**EXERCISE PROMPT**
Using the data that follows, return exactly the lines from the one that contains "the checkpoint write" through the one that contains "let position = self.last_admitted.clone();", ends included.
##### DATASET EXCERPTS
//! Coordinator
//!
//! Owns the buffer and drives the pipeline: pull a bounded number of events
//! from the data source, process each into a message, and flush to the
//! stream under the flush policy. The flush sub-protocol publishes before
//! checkpointing, so the stored position can never get ahead of what the
//! queue has accepted; a crash between the two replays duplicates but
//! never leaves a gap.

use std::time::{Duration, Instant};

use crate::datasource::{DataSource, EventStream};
use crate::error::Result;
use crate::processing::{EventProcessor, FlushPolicy};
use crate::state::StateManager;
use crate::stream::Stream;
use crate::types::{Message, Position};

#[derive(Debug, Clone, Copy, PartialEq, Eq)]
enum Lifecycle {
    Idle,
    Started,
    Stopped,
}

pub struct Coordinator {
    datasource: Box<dyn DataSource>,
    state_manager: Box<dyn StateManager>,
    stream: Box<dyn Stream>,
    processor: EventProcessor,
    flush_policy: Box<dyn FlushPolicy>,
    /// Upper bound on events collected per step
    batch_size: usize,
    /// Upper bound on time spent waiting for events within one step
    collect_wait: Duration,
    buffer: Vec<Message>,
    /// Committed position of the latest event admitted to the buffer
    last_admitted: Position,
    /// Last position actually written to the state manager
    last_checkpointed: Option<Position>,
    last_flush: Instant,
    events: Option<Box<dyn EventStream>>,
    lifecycle: Lifecycle,
}

impl Coordinator {
    pub fn new(
        datasource: Box<dyn DataSource>,
        state_manager: Box<dyn StateManager>,
        stream: Box<dyn Stream>,
        processor: EventProcessor,
        flush_policy: Box<dyn FlushPolicy>,
        batch_size: usize,
        flush_interval: Duration,
    ) -> Self {
        Coordinator {
            datasource,
            state_manager,
            stream,
            processor,
            flush_policy,
            batch_size: batch_size.max(1),
            collect_wait: flush_interval,
            buffer: Vec::new(),
            last_admitted: Position::empty(),
            last_checkpointed: None,
            last_flush: Instant::now(),
            events: None,
            lifecycle: Lifecycle::Idle,
        }
    }

    /// Load the stored position, point the source at it and connect.
    /// Idempotent; a failure leaves the coordinator idle.
    pub fn start(&mut self) -> Result<()> {
        match self.lifecycle {
            Lifecycle::Started => {
                log::debug!("Coordinator already started");
                return Ok(());
            }
            Lifecycle::Stopped => {
                log::warn!("Coordinator already stopped, ignoring start");
                return Ok(());
            }
            Lifecycle::Idle => {}
        }

        self.load_state();
        self.datasource.connect().map_err(|e| {
            log::error!("Failed to start coordinator: {}", e);
            e.into_processing()
        })?;
        self.lifecycle = Lifecycle::Started;
        self.last_flush = Instant::now();
        log::info!("Connected to data source");
        Ok(())
    }

    fn load_state(&mut self) {
        let position = self
            .state_manager
            .read(self.datasource.source_type(), self.datasource.source_id());
        if position.is_empty() {
            log::info!("No saved state found, starting from default position");
        } else {
            log::info!("Resuming from saved position: {}", position);
            self.datasource.set_start_position(position);
        }
    }

    /// Perform one bounded unit of work. Returns whether any event was
    /// processed, so the worker can apply idle backoff.
    pub fn step(&mut self) -> Result<bool> {
        if self.lifecycle != Lifecycle::Started {
            log::debug!("Coordinator is not running, skipping step");
            return Ok(false);
        }

        let mut events = match self.events.take() {
            Some(stream) => stream,
            None => self.datasource.listen().map_err(|e| {
                log::error!("Failed to obtain event stream: {}", e);
                e.into_processing()
            })?,
        };

        let mut collected: Vec<Message> = Vec::new();
        let deadline = Instant::now() + self.collect_wait;
        while collected.len() < self.batch_size {
            let wait = deadline.saturating_duration_since(Instant::now());
            if wait.is_zero() {
                break;
            }
            match events.next_event(wait) {
                Ok(Some(event)) => collected.push(self.processor.process(&event)),
                Ok(None) => break,
                Err(e) => {
                    // Stream is exhausted; the next successful step after a
                    // reconnect obtains a fresh one.
                    log::error!("Error processing events: {}", e);
                    return Err(e.into_processing());
                }
            }
        }
        self.events = Some(events);

        let processed = collected.len();
        if processed > 0 {
            self.buffer.append(&mut collected);
            // Read after appending so the token reflects committed
            // transactions covering everything buffered so far.
            self.last_admitted = self.datasource.current_position();
            log::debug!(
                "Processed {} events, buffer size: {}",
                processed,
                self.buffer.len()
            );
        }

        if self.flush_policy.should_flush(self.buffer.len(), self.last_flush) {
            self.flush().map_err(|e| e.into_processing())?;
        }

        Ok(processed > 0)
    }

    /// Publish the buffer, then advance the checkpoint.
    ///
    /// On a send failure the buffer and positions are untouched and the
    /// error surfaces. When the send succeeds but the checkpoint write
    /// fails, the buffer is kept: the next flush re-sends it, and
    /// downstream consumers dedupe.
    fn flush(&mut self) -> Result<()> {
        if self.buffer.is_empty() {
            return Ok(());
        }

        let position = self.last_admitted.clone();
        log::debug!(
            "Prepared {} messages for sending (position {})",
            self.buffer.len(),
            position
        );

        self.stream.send(&self.buffer)?;

        if self.save_position(&position) {
            self.buffer.clear();
            self.last_flush = Instant::now();
            self.flush_policy.reset();
        } else {
            log::warn!(
                "Checkpoint write failed, keeping {} published messages for re-send",
                self.buffer.len()
            );
        }
        Ok(())
    }

    /// Store the position unless it is empty or identical to the last
    /// written value. Returns whether the buffer may be cleared.
    fn save_position(&mut self, position: &Position) -> bool {
        if position.is_empty() {
            log::debug!("No committed position available yet, skipping checkpoint");
            return true;
        }
        if self.last_checkpointed.as_ref() == Some(position) {
            log::debug!("Position {} already saved, skipping duplicate save", position);
            return true;
        }

        let stored = self.state_manager.store(
            self.datasource.source_type(),
            self.datasource.source_id(),
            position,
        );
        if stored {
            log::debug!(
                "Updated state for {}:{} to {}",
                self.datasource.source_type(),
                self.datasource.source_id(),
                position
            );
            self.last_checkpointed = Some(position.clone());
        }
        stored
    }

    /// Attempt one final flush, then release the sink and the source.
    /// Idempotent; cleanup failures are logged, never raised.
    pub fn stop(&mut self) {
        if self.lifecycle == Lifecycle::Stopped {
            log::debug!("Coordinator already stopped");
            return;
        }
        let was_started = self.lifecycle == Lifecycle::Started;
        self.lifecycle = Lifecycle::Stopped;
        log::debug!("Stopping coordinator");

        if was_started {
            if let Err(e) = self.flush() {
                // No checkpoint was written for these events, so they are
                // re-delivered on the next start.
                log::error!("Final flush failed, events will be re-sent after restart: {}", e);
            }
        }

        self.events = None;
        self.stream.close();
        self.datasource.disconnect();
        log::info!("Coordinator stopped");
    }
}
##########
**OUTPUT BELOW**
    /// error surfaces. When the send succeeds but the checkpoint write
    /// fails, the buffer is kept: the next flush re-sends it, and
    /// downstream consumers dedupe.
    fn flush(&mut self) -> Result<()> {
        if self.buffer.is_empty() {
            return Ok(());
        }

        let position = self.last_admitted.clone();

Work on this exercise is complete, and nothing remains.